The Company has all corporate power and authority to enter into
this Agreement, the Standby Equity Distribution Agreement, the
Registration Rights Agreement, and to carry out the provisions and
conditions hereof and thereof, and all consents, authorizations,
approvals and orders required in connection herewith and therewith
have been obtained. No consent, authorization or order of, and no
filing with, any court, government agency or other body is required
by the Company for the issuance of the Securities or execution and
delivery of the Offering Materials except for applicable federal
and state securities laws. The Company, since its inception, has
not incurred any liability arising under or as a result of the
application of any of the provisions of the 1933 Act, the 1934 Act
or the Rules and Regulations.
(vii) There has been no material adverse change in
the condition or prospects of the Company, financial or otherwise,
from the latest dates as of which such condition or prospects,
respectively, are set forth in the Offering Materials, and the
outstanding debt, the property and the business of the Company
conform in all material respects to the descriptions thereof
contained in the Offering Materials.
(viii) Except as set forth in the Offering Materials,
the Company is not in material breach of, or in default under, any
term or provision of any material indenture, mortgage, deed of
trust, lease, note, loan or any other material agreement or
instrument evidencing an obligation for borrowed money, or any
other material agreement or instrument to which it is a party or by
which it or any of its properties may be bound or affected.

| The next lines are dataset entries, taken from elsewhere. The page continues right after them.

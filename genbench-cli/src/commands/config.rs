//! `genbench config ...` and configuration loading

use anyhow::{Context, Result};
use colored::Colorize;
use genbench_config::{ConfigLoader, GenbenchConfig};
use std::fs;
use std::path::{Path, PathBuf};
use tracing::{debug, error, info};

/// Load configuration from file (with env overrides) or from env and defaults
pub fn load_config(config_path: Option<&PathBuf>) -> Result<GenbenchConfig> {
    let loader = ConfigLoader::new();

    match config_path {
        Some(path) => {
            if !path.exists() {
                anyhow::bail!("Configuration file not found: {}", path.display());
            }
            loader
                .from_file(path)
                .with_context(|| format!("Failed to load configuration from {}", path.display()))
        }
        None => {
            debug!("No configuration file specified. Loading from environment or defaults.");
            loader
                .from_env()
                .context("Failed to load configuration from environment")
        }
    }
}

/// Handle configuration validation
pub fn handle_config_validate(config_file: &PathBuf) -> Result<()> {
    info!("Validating configuration file: {}", config_file.display());

    match load_config(Some(config_file)) {
        Ok(_config) => {
            println!("{} Configuration file is valid", "✓".green());
            info!("Configuration validation passed");
            Ok(())
        }
        Err(e) => {
            println!("{} Configuration validation failed: {:#}", "✗".red(), e);
            error!("Configuration validation failed: {:#}", e);
            Err(e)
        }
    }
}

/// Handle configuration generation
pub fn handle_config_generate(output: &Path, force: bool) -> Result<()> {
    info!("Generating configuration at: {}", output.display());

    if output.exists() && !force {
        anyhow::bail!(
            "Output file already exists: {}. Use --force to overwrite.",
            output.display()
        );
    }

    if let Some(parent) = output.parent().filter(|p| !p.as_os_str().is_empty()) {
        fs::create_dir_all(parent).context("Failed to create output directory")?;
    }

    fs::write(output, GenbenchConfig::generate_sample())
        .context("Failed to write configuration file")?;

    println!("{} Configuration generated at: {}", "✓".green(), output.display());
    println!(
        "Validate with: genbench config validate --config-file {}",
        output.display()
    );
    Ok(())
}

/// Handle configuration display
pub fn handle_config_show(config: &GenbenchConfig, format: &str) -> Result<()> {
    println!("{}", render_config(config, format)?);
    Ok(())
}

fn render_config(config: &GenbenchConfig, format: &str) -> Result<String> {
    match format.to_lowercase().as_str() {
        "yaml" | "yml" => serde_yaml::to_string(config).context("Failed to serialize to YAML"),
        "json" => serde_json::to_string_pretty(config).context("Failed to serialize to JSON"),
        _ => anyhow::bail!("Unknown output format: {}. Valid formats: yaml, json", format),
    }
}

The
Company is not in material violation of any provision of its
charter or by-laws or in material violation of any franchise,
license, permit, judgment, decree or order, or to its knowledge in
material violation of any statute, rule or regulation. Neither the
execution and delivery of the Offering Materials nor the issuance
and sale or delivery of the Securities, nor the consummation of any
of the transactions contemplated in the Offering Materials nor the
compliance by the Company with the terms and provisions hereof or
thereof, has conflicted with or will conflict with, or has resulted
in or will result in a breach of, any of the terms and provisions
of, or has constituted or will constitute a default under, or has
resulted in or will result in the creation or imposition of any
lien, charge or encumbrance upon any property or assets of the
Company or pursuant to the terms of any indenture, mortgage, deed
of trust, note, loan or any other agreement or instrument
evidencing an obligation for borrowed money, or any other agreement
or instrument to which the Company may be bound or to which any of
the property or assets of the Company is subject except (a) where
such default, lien, charge or encumbrance would not have a material
adverse effect on the Company and (b) as described in the Offering
Materials; nor will such action result in any violation of the
provisions of the charter or the by-laws of the Company or,
assuming the due performance by the Placement Agent of its
obligations hereunder, any material statute or any material order,
rule or regulation applicable to the Company of any court or of any
foreign, federal, state or other regulatory authority or other
government body having jurisdiction over the Company.